Exercise details:
The entries below are to be printed again word for word.

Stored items
================================
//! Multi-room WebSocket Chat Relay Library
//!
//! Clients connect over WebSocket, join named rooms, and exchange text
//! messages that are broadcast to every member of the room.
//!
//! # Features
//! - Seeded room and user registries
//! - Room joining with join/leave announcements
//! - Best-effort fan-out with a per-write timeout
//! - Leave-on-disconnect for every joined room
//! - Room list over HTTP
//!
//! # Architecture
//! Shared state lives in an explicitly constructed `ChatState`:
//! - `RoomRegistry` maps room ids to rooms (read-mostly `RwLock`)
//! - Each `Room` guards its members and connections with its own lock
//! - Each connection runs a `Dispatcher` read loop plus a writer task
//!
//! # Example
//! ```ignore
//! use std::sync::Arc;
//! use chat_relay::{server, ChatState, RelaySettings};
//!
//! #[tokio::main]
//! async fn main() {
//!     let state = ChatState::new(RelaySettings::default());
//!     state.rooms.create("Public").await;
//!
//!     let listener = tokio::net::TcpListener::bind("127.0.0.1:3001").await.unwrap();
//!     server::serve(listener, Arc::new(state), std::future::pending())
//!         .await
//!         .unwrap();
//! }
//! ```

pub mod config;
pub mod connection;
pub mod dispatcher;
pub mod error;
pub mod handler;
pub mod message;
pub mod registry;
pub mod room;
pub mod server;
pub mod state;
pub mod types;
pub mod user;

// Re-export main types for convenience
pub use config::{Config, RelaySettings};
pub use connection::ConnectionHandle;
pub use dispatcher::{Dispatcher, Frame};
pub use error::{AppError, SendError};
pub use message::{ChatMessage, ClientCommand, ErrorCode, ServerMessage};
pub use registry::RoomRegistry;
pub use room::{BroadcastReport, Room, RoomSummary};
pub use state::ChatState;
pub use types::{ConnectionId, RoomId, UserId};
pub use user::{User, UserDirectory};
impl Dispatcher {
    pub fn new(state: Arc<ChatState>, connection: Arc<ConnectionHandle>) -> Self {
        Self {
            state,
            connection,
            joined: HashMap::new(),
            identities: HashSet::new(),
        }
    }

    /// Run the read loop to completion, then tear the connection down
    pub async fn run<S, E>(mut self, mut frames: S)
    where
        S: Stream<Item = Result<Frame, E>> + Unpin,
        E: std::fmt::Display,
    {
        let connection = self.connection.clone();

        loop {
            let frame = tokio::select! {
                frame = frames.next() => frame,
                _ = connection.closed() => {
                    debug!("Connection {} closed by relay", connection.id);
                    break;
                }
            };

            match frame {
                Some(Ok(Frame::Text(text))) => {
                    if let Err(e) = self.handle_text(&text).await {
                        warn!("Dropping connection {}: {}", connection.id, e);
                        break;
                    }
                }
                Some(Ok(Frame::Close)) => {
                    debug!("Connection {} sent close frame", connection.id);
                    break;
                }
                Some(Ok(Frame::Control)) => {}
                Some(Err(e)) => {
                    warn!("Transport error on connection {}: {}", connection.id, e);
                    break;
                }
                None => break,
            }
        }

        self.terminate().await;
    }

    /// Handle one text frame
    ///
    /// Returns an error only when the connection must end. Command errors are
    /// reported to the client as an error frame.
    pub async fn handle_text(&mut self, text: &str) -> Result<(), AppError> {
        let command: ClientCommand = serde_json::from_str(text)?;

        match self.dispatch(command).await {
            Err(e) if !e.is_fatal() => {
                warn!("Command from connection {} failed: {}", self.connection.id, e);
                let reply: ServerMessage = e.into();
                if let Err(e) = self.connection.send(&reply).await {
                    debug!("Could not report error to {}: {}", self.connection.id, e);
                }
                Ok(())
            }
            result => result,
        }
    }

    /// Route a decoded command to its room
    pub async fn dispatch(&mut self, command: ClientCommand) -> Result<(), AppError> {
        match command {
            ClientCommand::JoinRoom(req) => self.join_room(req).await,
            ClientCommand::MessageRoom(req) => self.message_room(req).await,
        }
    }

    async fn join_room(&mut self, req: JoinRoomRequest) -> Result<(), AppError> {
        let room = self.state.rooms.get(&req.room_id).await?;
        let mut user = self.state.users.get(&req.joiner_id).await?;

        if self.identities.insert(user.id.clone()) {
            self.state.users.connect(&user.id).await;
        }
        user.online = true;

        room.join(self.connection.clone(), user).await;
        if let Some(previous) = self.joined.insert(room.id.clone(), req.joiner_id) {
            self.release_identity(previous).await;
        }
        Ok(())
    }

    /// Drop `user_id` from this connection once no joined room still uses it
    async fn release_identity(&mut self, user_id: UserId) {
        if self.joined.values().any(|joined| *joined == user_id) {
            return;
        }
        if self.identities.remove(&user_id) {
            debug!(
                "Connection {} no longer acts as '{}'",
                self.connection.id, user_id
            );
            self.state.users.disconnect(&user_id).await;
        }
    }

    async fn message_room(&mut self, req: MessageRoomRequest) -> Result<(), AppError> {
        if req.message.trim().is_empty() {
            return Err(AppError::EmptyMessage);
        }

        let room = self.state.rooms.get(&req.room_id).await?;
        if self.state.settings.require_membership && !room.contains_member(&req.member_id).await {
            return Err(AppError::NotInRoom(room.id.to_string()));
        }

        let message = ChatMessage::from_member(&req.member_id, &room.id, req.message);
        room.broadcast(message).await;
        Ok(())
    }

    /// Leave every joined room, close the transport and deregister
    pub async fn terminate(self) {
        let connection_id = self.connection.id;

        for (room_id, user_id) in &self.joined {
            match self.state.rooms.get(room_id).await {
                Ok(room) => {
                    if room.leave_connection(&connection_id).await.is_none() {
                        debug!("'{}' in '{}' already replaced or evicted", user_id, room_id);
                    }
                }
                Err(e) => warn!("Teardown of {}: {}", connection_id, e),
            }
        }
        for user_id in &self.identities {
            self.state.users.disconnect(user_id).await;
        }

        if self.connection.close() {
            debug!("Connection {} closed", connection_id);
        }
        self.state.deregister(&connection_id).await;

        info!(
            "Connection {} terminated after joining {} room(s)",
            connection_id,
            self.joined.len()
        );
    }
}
================================
Worked solution:
//! Multi-room WebSocket Chat Relay Library
//!
//! Clients connect over WebSocket, join named rooms, and exchange text
//! messages that are broadcast to every member of the room.
//!
//! # Features
//! - Seeded room and user registries
//! - Room joining with join/leave announcements
//! - Best-effort fan-out with a per-write timeout
//! - Leave-on-disconnect for every joined room
//! - Room list over HTTP
//!
//! # Architecture
//! Shared state lives in an explicitly constructed `ChatState`:
//! - `RoomRegistry` maps room ids to rooms (read-mostly `RwLock`)
//! - Each `Room` guards its members and connections with its own lock
//! - Each connection runs a `Dispatcher` read loop plus a writer task
//!
//! # Example
//! ```ignore
//! use std::sync::Arc;
//! use chat_relay::{server, ChatState, RelaySettings};
//!
//! #[tokio::main]
//! async fn main() {
//!     let state = ChatState::new(RelaySettings::default());
//!     state.rooms.create("Public").await;
//!
//!     let listener = tokio::net::TcpListener::bind("127.0.0.1:3001").await.unwrap();
//!     server::serve(listener, Arc::new(state), std::future::pending())
//!         .await
//!         .unwrap();
//! }
//! ```

pub mod config;
pub mod connection;
pub mod dispatcher;
pub mod error;
pub mod handler;
pub mod message;
pub mod registry;
pub mod room;
pub mod server;
pub mod state;
pub mod types;
pub mod user;

// Re-export main types for convenience
pub use config::{Config, RelaySettings};
pub use connection::ConnectionHandle;
pub use dispatcher::{Dispatcher, Frame};
pub use error::{AppError, SendError};
pub use message::{ChatMessage, ClientCommand, ErrorCode, ServerMessage};
pub use registry::RoomRegistry;
pub use room::{BroadcastReport, Room, RoomSummary};
pub use state::ChatState;
pub use types::{ConnectionId, RoomId, UserId};
pub use user::{User, UserDirectory};
impl Dispatcher {
    pub fn new(state: Arc<ChatState>, connection: Arc<ConnectionHandle>) -> Self {
        Self {
            state,
            connection,
            joined: HashMap::new(),
            identities: HashSet::new(),
        }
    }

    /// Run the read loop to completion, then tear the connection down
    pub async fn run<S, E>(mut self, mut frames: S)
    where
        S: Stream<Item = Result<Frame, E>> + Unpin,
        E: std::fmt::Display,
    {
        let connection = self.connection.clone();

        loop {
            let frame = tokio::select! {
                frame = frames.next() => frame,
                _ = connection.closed() => {
                    debug!("Connection {} closed by relay", connection.id);
                    break;
                }
            };

            match frame {
                Some(Ok(Frame::Text(text))) => {
                    if let Err(e) = self.handle_text(&text).await {
                        warn!("Dropping connection {}: {}", connection.id, e);
                        break;
                    }
                }
                Some(Ok(Frame::Close)) => {
                    debug!("Connection {} sent close frame", connection.id);
                    break;
                }
                Some(Ok(Frame::Control)) => {}
                Some(Err(e)) => {
                    warn!("Transport error on connection {}: {}", connection.id, e);
                    break;
                }
                None => break,
            }
        }

        self.terminate().await;
    }

    /// Handle one text frame
    ///
    /// Returns an error only when the connection must end. Command errors are
    /// reported to the client as an error frame.
    pub async fn handle_text(&mut self, text: &str) -> Result<(), AppError> {
        let command: ClientCommand = serde_json::from_str(text)?;

        match self.dispatch(command).await {
            Err(e) if !e.is_fatal() => {
                warn!("Command from connection {} failed: {}", self.connection.id, e);
                let reply: ServerMessage = e.into();
                if let Err(e) = self.connection.send(&reply).await {
                    debug!("Could not report error to {}: {}", self.connection.id, e);
                }
                Ok(())
            }
            result => result,
        }
    }

    /// Route a decoded command to its room
    pub async fn dispatch(&mut self, command: ClientCommand) -> Result<(), AppError> {
        match command {
            ClientCommand::JoinRoom(req) => self.join_room(req).await,
            ClientCommand::MessageRoom(req) => self.message_room(req).await,
        }
    }

    async fn join_room(&mut self, req: JoinRoomRequest) -> Result<(), AppError> {
        let room = self.state.rooms.get(&req.room_id).await?;
        let mut user = self.state.users.get(&req.joiner_id).await?;

        if self.identities.insert(user.id.clone()) {
            self.state.users.connect(&user.id).await;
        }
        user.online = true;

        room.join(self.connection.clone(), user).await;
        if let Some(previous) = self.joined.insert(room.id.clone(), req.joiner_id) {
            self.release_identity(previous).await;
        }
        Ok(())
    }

    /// Drop `user_id` from this connection once no joined room still uses it
    async fn release_identity(&mut self, user_id: UserId) {
        if self.joined.values().any(|joined| *joined == user_id) {
            return;
        }
        if self.identities.remove(&user_id) {
            debug!(
                "Connection {} no longer acts as '{}'",
                self.connection.id, user_id
            );
            self.state.users.disconnect(&user_id).await;
        }
    }

    async fn message_room(&mut self, req: MessageRoomRequest) -> Result<(), AppError> {
        if req.message.trim().is_empty() {
            return Err(AppError::EmptyMessage);
        }

        let room = self.state.rooms.get(&req.room_id).await?;
        if self.state.settings.require_membership && !room.contains_member(&req.member_id).await {
            return Err(AppError::NotInRoom(room.id.to_string()));
        }

        let message = ChatMessage::from_member(&req.member_id, &room.id, req.message);
        room.broadcast(message).await;
        Ok(())
    }

    /// Leave every joined room, close the transport and deregister
    pub async fn terminate(self) {
        let connection_id = self.connection.id;

        for (room_id, user_id) in &self.joined {
            match self.state.rooms.get(room_id).await {
                Ok(room) => {
                    if room.leave_connection(&connection_id).await.is_none() {
                        debug!("'{}' in '{}' already replaced or evicted", user_id, room_id);
                    }
                }
                Err(e) => warn!("Teardown of {}: {}", connection_id, e),
            }
        }
        for user_id in &self.identities {
            self.state.users.disconnect(user_id).await;
        }

        if self.connection.close() {
            debug!("Connection {} closed", connection_id);
        }
        self.state.deregister(&connection_id).await;

        info!(
            "Connection {} terminated after joining {} room(s)",
            connection_id,
            self.joined.len()
        );
    }
}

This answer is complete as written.